- **The input**:
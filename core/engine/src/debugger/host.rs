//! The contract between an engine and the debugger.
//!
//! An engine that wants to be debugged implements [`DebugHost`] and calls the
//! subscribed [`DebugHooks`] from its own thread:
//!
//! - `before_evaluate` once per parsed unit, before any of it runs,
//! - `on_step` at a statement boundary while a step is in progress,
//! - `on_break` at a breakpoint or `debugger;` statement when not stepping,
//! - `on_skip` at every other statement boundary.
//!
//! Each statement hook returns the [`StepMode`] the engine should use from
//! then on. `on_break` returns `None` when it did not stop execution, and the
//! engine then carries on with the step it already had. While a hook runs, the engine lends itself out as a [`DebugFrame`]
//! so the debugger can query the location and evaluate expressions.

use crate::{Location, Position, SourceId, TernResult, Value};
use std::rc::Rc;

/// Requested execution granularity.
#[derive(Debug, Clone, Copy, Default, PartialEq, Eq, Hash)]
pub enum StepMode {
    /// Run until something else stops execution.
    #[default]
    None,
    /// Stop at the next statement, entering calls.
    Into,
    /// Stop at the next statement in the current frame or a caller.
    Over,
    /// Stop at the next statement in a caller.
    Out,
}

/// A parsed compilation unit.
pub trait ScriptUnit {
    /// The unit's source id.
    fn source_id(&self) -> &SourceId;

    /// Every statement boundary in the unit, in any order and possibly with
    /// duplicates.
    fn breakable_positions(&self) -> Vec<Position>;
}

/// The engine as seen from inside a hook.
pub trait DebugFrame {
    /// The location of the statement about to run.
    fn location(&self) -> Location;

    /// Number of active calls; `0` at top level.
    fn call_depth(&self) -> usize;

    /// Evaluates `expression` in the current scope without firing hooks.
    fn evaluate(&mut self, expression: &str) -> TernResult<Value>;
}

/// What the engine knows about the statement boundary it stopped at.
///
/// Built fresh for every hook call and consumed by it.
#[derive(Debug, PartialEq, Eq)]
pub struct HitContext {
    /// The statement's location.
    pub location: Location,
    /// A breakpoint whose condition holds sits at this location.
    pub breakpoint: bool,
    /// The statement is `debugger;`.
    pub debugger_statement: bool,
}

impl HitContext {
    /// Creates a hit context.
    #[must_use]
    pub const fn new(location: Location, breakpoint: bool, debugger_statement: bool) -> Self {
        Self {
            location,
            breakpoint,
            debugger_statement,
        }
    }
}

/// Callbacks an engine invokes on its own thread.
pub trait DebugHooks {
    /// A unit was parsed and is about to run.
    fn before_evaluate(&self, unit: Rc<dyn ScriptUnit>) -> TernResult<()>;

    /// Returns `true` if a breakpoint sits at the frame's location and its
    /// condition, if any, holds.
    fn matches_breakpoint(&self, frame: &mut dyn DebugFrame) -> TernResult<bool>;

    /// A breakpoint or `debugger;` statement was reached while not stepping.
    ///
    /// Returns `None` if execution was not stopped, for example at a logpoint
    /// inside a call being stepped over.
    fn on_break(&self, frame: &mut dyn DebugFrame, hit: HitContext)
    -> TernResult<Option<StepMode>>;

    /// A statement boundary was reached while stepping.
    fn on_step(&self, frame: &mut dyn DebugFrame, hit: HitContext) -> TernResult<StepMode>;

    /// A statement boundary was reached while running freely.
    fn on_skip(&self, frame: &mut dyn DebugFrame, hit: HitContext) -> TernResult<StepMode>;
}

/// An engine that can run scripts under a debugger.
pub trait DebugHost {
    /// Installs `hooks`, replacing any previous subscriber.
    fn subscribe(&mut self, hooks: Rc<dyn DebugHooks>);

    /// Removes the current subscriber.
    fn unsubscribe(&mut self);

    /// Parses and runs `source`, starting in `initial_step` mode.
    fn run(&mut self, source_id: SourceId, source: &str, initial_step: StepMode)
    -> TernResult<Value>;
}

- **Task prompt**:
Using the entries above, output exactly the lines between the line holding "fn evaluate(&mut self, expression: &str)" and the line holding "fn before_evaluate(&self, unit: Rc<dyn", end lines included, and nothing more.

- **Solution**:
    fn evaluate(&mut self, expression: &str) -> TernResult<Value>;
}

/// What the engine knows about the statement boundary it stopped at.
///
/// Built fresh for every hook call and consumed by it.
#[derive(Debug, PartialEq, Eq)]
pub struct HitContext {
    /// The statement's location.
    pub location: Location,
    /// A breakpoint whose condition holds sits at this location.
    pub breakpoint: bool,
    /// The statement is `debugger;`.
    pub debugger_statement: bool,
}

impl HitContext {
    /// Creates a hit context.
    #[must_use]
    pub const fn new(location: Location, breakpoint: bool, debugger_statement: bool) -> Self {
        Self {
            location,
            breakpoint,
            debugger_statement,
        }
    }
}

/// Callbacks an engine invokes on its own thread.
pub trait DebugHooks {
    /// A unit was parsed and is about to run.
    fn before_evaluate(&self, unit: Rc<dyn ScriptUnit>) -> TernResult<()>;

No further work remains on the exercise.